Alrededor del ochenta y cinco por ciento de los emigrantes salvadoreños residen en los Estados Unidos. Los salvadoreños son la principal población hispana en el área de Washington D. C. Ya en 2004, los ingresos de la diáspora salvadoreña en Estados Unidos equivalían al ciento veintisiete por cierto del producto interno bruto de El Salvador. ¿Ha creado la migración un «país» de salvadoreños en Estados Unidos o está significando la creación de un nuevo El Salvador transfronterizo?

Me parece que mientras el fenómeno de las remesas permanezca, mientras la población en el extranjero mantenga económicamente a la población en el interior del país, estaremos hablando de un El Salvador transfronterizo. Puede que esto cambie con las nuevas generaciones, en el sentido de que se identifiquen menos con su país de origen. Difícil saberlo. De lo que sí hay evidencia histórica es que otras grandes migraciones como la irlandesa, la italiana o la mexicana no han llevado a la creación de un «nuevo» país dentro de Estados Unidos. En el caso de El Salvador se trata, además, de un país muy periférico, pobre y pequeño (las tres «muy p»), cuyo proceso de asimilación por parte del imperio sucede con cierta naturalidad, pese a las políticas antimigratorias de la actual administración estadounidense y al explícito desprecio del presidente Trump hacia El Salvador —shit hole (hoyo de mierda) lo llamó, algo a lo que no se atrevió ni mi personaje Vega en El asco—. Pésima época para migrar cuando cunden el nacionalismo, el supremacismo blanco y cuando el «sueño americano» es papel mojado. Pero el fenómeno de la migración masiva es en gran medida una consecuencia directa de las políticas exteriores de Estados Unidos hacia el país.
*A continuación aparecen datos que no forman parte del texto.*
use std::sync::Arc;
use std::time::Duration;

use dokan_agent::{
    client_from_config, AgentDependencies, AgentRuntime, FollowupSweeper, LlmError,
    LlmOrderExtractor, LlmReplyGenerator,
};
use dokan_core::config::{AppConfig, ConfigError, LoadOptions};
use dokan_db::repositories::{
    SqlCatalogRepository, SqlChatHistoryRepository, SqlMerchantRepository, SqlOrderRepository,
    SqlSessionRepository,
};
use dokan_db::{connect, migrations, DbPool};
use dokan_messenger::{Coalescer, Deduplicator, DeliveryError, GraphMessenger, MessageIntake};
use thiserror::Error;
use tracing::info;

use crate::audit::TracingAuditSink;

pub struct Application {
    pub config: AppConfig,
    pub db_pool: DbPool,
    pub intake: Arc<MessageIntake>,
    pub sweeper: Arc<FollowupSweeper>,
}

#[derive(Debug, Error)]
pub enum BootstrapError {
    #[error(transparent)]
    Config(#[from] ConfigError),
    #[error("database connection failed: {0}")]
    DatabaseConnect(#[source] sqlx::Error),
    #[error("database migration failed: {0}")]
    Migration(#[source] sqlx::migrate::MigrateError),
    #[error("messenger client could not be built: {0}")]
    Messenger(#[from] DeliveryError),
    #[error("llm client could not be built: {0}")]
    Llm(#[from] LlmError),
}

#[cfg(test)]
pub async fn bootstrap(options: LoadOptions) -> Result<Application, BootstrapError> {
    let config = AppConfig::load(options)?;
    bootstrap_with_config(config).await
}

pub async fn bootstrap_with_config(config: AppConfig) -> Result<Application, BootstrapError> {
    info!(
        event_name = "system.bootstrap.start",
        correlation_id = "bootstrap",
        "starting application bootstrap"
    );

    let db_pool = connect(&config.database).await.map_err(BootstrapError::DatabaseConnect)?;
    info!(
        event_name = "system.bootstrap.database_connected",
        correlation_id = "bootstrap",
        "database connection established"
    );

    migrations::run_pending(&db_pool).await.map_err(BootstrapError::Migration)?;
    info!(
        event_name = "system.bootstrap.migrations_applied",
        correlation_id = "bootstrap",
        "database migrations applied"
    );

    let merchants = Arc::new(SqlMerchantRepository::new(db_pool.clone()));
    let sessions = Arc::new(SqlSessionRepository::new(db_pool.clone()));
    let history = Arc::new(SqlChatHistoryRepository::new(db_pool.clone()));
    let messenger = Arc::new(GraphMessenger::new(
        &config.messenger.api_base_url,
        Duration::from_secs(config.messenger.timeout_secs),
    )?);
    let llm = client_from_config(&config.llm)?;

    let runtime = AgentRuntime::new(AgentDependencies {
        merchants: merchants.clone(),
        sessions: sessions.clone(),
        history: history.clone(),
        catalog: Arc::new(SqlCatalogRepository::new(db_pool.clone())),
        orders: Arc::new(SqlOrderRepository::new(db_pool.clone())),
        messenger: messenger.clone(),
        extractor: Arc::new(LlmOrderExtractor::new(llm.clone())),
        replies: Arc::new(LlmReplyGenerator::new(llm)),
        audit: Arc::new(TracingAuditSink),
    });
    let coalescer = Coalescer::new(config.conversation.quiet_window(), Arc::new(runtime));
    let intake = MessageIntake::new(Deduplicator::new(config.conversation.dedup_ttl()), coalescer);
    let sweeper = FollowupSweeper::new(
        sessions,
        merchants,
        history,
        messenger,
        config.conversation.clone(),
    );
    info!(
        event_name = "system.bootstrap.runtime_ready",
        correlation_id = "bootstrap",
        llm_provider = ?config.llm.provider,
        quiet_window_ms = config.conversation.quiet_window_ms,
        "conversation runtime wired"
    );

    Ok(Application { config, db_pool, intake: Arc::new(intake), sweeper: Arc::new(sweeper) })
}

#[cfg(test)]
mod tests {
    use dokan_core::config::{ConfigOverrides, LlmProvider, LoadOptions};

    use crate::bootstrap::bootstrap;

    #[tokio::test]
    async fn bootstrap_fails_fast_without_llm_keys_for_openai() {
        let result = bootstrap(LoadOptions {
            overrides: ConfigOverrides {
                database_url: Some("sqlite::memory:".to_string()),
                llm_provider: Some(LlmProvider::OpenAi),
                llm_api_keys: Some(Vec::new()),
                ..ConfigOverrides::default()
            },
            ..LoadOptions::default()
        })
        .await;

        let message = result.err().expect("error").to_string();
        assert!(message.contains("llm.api_keys"));
    }

    #[tokio::test]
    async fn bootstrap_migrates_and_wires_the_runtime() {
        let app = bootstrap(LoadOptions {
            overrides: ConfigOverrides {
                database_url: Some("sqlite::memory:?cache=shared".to_string()),
                ..ConfigOverrides::default()
            },
            ..LoadOptions::default()
        })
        .await
        .expect("bootstrap should succeed with defaults");

        let (table_count,): (i64,) = sqlx::query_as(
            "SELECT COUNT(*) FROM sqlite_master WHERE type = 'table' AND name IN \
             ('merchant', 'catalog_product', 'order_session', 'chat_message', 'customer_order')",
        )
        .fetch_one(&app.db_pool)
        .await
        .expect("schema query");
        assert_eq!(table_count, 5);
        assert_eq!(app.intake.coalescer().active_conversations(), 0);

        app.db_pool.close().await;
    }
}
Y va para largo.

La guerra civil, la crisis migratoria, el narcotráfico y el fenómeno de las maras se entrelazan a lo largo de Moronga y componen una compleja y descontrolada historia de violencia transnacional. Permítame concluir con un interrogante que el propio Zeledón se formula a sí mismo tras navegar por una página web de coaching new age: «Recordé la frase: “Todo en la vida nos sucede”. ¿Y de dónde entonces la culpa?».

Zeledón no es un hombre religioso ni le preocupa una búsqueda espiritual. Tampoco pertenece a la estirpe de los criminales de guerra —como el general guatemalteco Ríos Montt y tantos otros en Centroamérica— que buscan una iglesia protestante que los cobije de sus barbaridades y en la que pronto destaquen como líderes. Zeledón no tiene Dios. Es un hombre de acción que mató a sus enemigos por una causa revolucionaria y que luego de la guerra sobrevive a salto de mata. Pero mató a su madre, sin saber que era a ella a quien mataba, cuando disparó sobre un auto al calor de una emboscada en la guerra, tal cual Edipo mató a Layo sin saber que era su padre. Un crimen de sangre por el que deberá ser castigado por las Erinias (o Furias), sobre todo luego de que se entera años más tarde de quién había sido su víctima. Es interesante que en la mitología griega sea tan importante el mito del varón que mata a su padre sin saber que era a su padre a quien mataba, pero no exista el mito del varón que mata a su madre sin saber que era a su madre a quien mataba. Orestes asesina a Clitemnestra con alevosía y ventaja; es un mito distinto. Pero éstas son mis reflexiones como escritor. Zeledón no sabe nada de mitología griega, ni le interesa. Padece su trastorno en silencio; resiste a las Furias sin saber de su existencia. Por eso se pregunta: «¿Y de dónde entonces la culpa?».